** Opening LISTED RECORDS block **
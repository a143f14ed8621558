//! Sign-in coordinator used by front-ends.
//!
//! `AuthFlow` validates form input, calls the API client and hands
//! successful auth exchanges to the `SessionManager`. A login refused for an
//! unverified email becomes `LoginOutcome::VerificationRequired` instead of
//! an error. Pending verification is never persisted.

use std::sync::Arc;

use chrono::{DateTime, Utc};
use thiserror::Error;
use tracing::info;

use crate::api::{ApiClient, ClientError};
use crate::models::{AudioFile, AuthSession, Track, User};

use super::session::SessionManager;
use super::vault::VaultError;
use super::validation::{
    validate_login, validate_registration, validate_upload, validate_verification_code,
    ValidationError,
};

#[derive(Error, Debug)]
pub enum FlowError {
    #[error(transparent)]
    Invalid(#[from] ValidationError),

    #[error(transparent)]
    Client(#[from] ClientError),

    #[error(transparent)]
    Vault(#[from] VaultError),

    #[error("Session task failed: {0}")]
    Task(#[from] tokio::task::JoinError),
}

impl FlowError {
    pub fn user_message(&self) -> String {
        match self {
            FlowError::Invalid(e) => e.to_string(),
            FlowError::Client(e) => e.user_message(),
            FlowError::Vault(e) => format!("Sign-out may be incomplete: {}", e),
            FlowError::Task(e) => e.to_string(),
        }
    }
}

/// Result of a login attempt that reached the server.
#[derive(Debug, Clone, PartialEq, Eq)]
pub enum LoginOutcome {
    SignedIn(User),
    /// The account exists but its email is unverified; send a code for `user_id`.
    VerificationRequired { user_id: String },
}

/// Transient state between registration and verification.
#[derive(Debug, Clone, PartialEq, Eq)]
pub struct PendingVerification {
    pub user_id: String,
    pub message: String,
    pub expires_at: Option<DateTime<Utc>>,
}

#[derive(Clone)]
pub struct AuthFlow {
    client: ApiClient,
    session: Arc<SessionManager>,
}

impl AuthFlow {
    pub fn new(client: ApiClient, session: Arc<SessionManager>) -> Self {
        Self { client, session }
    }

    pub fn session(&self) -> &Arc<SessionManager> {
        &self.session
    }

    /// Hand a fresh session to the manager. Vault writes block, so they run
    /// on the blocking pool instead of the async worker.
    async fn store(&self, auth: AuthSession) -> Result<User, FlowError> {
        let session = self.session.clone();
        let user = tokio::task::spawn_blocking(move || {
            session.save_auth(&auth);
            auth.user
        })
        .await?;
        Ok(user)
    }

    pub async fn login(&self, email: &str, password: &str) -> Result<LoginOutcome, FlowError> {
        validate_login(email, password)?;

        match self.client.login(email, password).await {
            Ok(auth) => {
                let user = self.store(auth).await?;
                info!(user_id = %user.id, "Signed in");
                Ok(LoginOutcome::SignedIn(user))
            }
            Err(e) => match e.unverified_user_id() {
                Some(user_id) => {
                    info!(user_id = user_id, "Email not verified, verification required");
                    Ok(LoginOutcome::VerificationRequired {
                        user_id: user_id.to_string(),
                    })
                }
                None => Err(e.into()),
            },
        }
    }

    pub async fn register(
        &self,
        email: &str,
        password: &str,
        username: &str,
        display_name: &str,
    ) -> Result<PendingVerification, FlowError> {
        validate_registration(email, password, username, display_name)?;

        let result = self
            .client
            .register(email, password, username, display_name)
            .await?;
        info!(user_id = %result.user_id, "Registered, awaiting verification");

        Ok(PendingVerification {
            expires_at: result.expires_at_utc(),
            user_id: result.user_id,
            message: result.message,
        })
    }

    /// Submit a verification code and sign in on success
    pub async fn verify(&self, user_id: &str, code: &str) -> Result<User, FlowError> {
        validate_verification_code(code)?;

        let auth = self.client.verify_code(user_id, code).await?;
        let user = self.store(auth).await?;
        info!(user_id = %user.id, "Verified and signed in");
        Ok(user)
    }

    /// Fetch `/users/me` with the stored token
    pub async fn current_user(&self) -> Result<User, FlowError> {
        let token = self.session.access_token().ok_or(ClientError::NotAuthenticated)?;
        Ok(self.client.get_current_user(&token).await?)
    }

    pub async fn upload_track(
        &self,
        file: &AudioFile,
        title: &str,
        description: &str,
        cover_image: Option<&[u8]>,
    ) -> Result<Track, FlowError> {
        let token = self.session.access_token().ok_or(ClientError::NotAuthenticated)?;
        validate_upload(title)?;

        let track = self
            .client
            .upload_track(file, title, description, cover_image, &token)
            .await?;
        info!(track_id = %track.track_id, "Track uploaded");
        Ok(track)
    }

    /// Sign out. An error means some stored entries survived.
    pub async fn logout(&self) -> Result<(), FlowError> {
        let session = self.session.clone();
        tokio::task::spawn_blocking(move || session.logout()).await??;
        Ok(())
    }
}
** Closing LISTED RECORDS block **
The lines above that hold the string "async" are to be located and copied.

_TASK RESULT:_
    /// on the blocking pool instead of the async worker.
    async fn store(&self, auth: AuthSession) -> Result<User, FlowError> {
    pub async fn login(&self, email: &str, password: &str) -> Result<LoginOutcome, FlowError> {
    pub async fn register(
    pub async fn verify(&self, user_id: &str, code: &str) -> Result<User, FlowError> {
    pub async fn current_user(&self) -> Result<User, FlowError> {
    pub async fn upload_track(
    pub async fn logout(&self) -> Result<(), FlowError> {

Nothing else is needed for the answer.